Lines of the data that contain the word "RegistrationRequest" are the ones to copy.

● ● ● ● ●

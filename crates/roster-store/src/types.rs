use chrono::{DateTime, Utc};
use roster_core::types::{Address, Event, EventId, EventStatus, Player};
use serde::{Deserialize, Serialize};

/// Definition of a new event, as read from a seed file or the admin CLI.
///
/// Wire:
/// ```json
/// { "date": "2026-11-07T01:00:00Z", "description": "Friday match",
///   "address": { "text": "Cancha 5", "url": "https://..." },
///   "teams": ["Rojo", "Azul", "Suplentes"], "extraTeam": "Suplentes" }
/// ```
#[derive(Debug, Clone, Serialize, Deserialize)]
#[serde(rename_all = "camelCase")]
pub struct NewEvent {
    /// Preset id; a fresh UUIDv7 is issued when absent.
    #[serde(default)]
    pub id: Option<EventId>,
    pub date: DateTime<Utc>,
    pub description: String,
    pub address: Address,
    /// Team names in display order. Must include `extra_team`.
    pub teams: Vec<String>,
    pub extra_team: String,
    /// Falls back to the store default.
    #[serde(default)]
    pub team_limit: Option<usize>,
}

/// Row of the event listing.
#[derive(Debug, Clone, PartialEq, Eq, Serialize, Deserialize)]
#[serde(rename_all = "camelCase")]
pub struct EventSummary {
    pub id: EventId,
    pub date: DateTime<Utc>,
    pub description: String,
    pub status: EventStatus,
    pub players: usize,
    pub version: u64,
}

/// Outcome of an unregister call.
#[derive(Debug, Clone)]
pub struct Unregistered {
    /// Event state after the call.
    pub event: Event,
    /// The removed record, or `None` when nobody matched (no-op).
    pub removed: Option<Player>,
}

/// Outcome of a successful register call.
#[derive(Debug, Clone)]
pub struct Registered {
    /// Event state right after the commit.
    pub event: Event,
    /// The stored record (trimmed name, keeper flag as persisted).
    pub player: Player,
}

● ● ● ● ●

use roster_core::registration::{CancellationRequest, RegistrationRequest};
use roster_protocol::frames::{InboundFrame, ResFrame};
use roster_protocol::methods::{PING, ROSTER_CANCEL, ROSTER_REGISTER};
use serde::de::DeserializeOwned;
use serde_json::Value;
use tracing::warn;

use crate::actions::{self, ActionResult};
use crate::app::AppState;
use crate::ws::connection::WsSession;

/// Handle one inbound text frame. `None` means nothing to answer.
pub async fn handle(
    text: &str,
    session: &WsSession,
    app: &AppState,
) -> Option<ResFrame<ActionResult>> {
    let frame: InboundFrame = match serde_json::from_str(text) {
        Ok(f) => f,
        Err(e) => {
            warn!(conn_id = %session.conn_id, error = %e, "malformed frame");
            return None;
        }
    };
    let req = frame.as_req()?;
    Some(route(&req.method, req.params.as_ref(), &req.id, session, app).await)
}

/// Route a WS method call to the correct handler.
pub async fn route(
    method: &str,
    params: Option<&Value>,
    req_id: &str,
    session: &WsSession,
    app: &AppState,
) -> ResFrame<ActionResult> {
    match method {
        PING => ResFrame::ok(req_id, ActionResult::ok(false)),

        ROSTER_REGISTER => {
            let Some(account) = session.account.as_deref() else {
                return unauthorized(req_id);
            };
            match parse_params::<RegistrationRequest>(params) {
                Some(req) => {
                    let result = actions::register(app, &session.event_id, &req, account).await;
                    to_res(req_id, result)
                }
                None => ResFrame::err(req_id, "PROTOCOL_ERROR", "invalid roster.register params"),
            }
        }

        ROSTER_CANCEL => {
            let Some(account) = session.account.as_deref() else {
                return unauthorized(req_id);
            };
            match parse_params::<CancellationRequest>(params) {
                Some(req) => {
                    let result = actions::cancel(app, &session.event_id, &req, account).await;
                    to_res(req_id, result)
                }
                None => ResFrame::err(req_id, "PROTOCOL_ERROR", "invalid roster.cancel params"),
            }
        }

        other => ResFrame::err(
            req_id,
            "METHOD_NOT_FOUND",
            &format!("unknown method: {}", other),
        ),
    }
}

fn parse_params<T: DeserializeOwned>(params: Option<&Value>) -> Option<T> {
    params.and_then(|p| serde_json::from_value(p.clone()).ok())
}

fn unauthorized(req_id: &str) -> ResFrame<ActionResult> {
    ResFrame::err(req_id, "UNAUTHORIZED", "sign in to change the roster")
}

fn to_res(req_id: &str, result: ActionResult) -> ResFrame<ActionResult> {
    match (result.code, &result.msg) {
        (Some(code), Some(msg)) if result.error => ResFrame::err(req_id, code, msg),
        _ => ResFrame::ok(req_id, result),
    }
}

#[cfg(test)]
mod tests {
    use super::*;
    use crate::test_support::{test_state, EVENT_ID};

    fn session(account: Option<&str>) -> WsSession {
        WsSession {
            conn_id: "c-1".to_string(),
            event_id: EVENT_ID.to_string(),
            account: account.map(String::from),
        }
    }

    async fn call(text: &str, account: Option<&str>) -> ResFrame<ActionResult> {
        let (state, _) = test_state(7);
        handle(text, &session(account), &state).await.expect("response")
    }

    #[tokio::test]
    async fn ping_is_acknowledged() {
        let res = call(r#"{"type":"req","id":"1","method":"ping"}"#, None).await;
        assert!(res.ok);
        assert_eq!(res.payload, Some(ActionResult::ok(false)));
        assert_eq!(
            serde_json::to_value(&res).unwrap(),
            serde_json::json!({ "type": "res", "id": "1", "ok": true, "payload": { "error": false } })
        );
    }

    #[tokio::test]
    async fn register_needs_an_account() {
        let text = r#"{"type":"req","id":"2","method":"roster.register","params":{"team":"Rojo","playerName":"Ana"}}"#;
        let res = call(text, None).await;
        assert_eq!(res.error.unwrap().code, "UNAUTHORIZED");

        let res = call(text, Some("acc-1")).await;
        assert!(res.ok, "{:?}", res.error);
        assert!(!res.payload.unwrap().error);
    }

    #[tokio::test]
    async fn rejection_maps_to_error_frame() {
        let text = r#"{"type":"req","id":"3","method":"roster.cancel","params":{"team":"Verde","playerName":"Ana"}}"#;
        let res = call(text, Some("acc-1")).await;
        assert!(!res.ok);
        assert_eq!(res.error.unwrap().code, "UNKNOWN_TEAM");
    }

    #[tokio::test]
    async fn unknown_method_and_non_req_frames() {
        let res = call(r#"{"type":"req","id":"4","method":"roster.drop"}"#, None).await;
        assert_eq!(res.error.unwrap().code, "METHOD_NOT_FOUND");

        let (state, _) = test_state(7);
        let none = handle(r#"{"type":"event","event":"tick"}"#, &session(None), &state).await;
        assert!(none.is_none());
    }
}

● ● ● ● ●

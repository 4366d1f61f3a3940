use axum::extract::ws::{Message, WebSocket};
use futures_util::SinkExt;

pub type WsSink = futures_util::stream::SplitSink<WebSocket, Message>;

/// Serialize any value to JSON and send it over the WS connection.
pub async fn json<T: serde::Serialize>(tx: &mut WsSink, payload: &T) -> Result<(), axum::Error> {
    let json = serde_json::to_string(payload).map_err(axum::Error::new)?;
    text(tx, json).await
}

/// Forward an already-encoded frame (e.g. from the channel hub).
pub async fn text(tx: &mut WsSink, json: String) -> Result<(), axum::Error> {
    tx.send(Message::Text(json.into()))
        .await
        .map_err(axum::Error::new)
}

● ● ● ● ●

ANSWER SECTION |
use roster_core::registration::{CancellationRequest, RegistrationRequest};
            match parse_params::<RegistrationRequest>(params) {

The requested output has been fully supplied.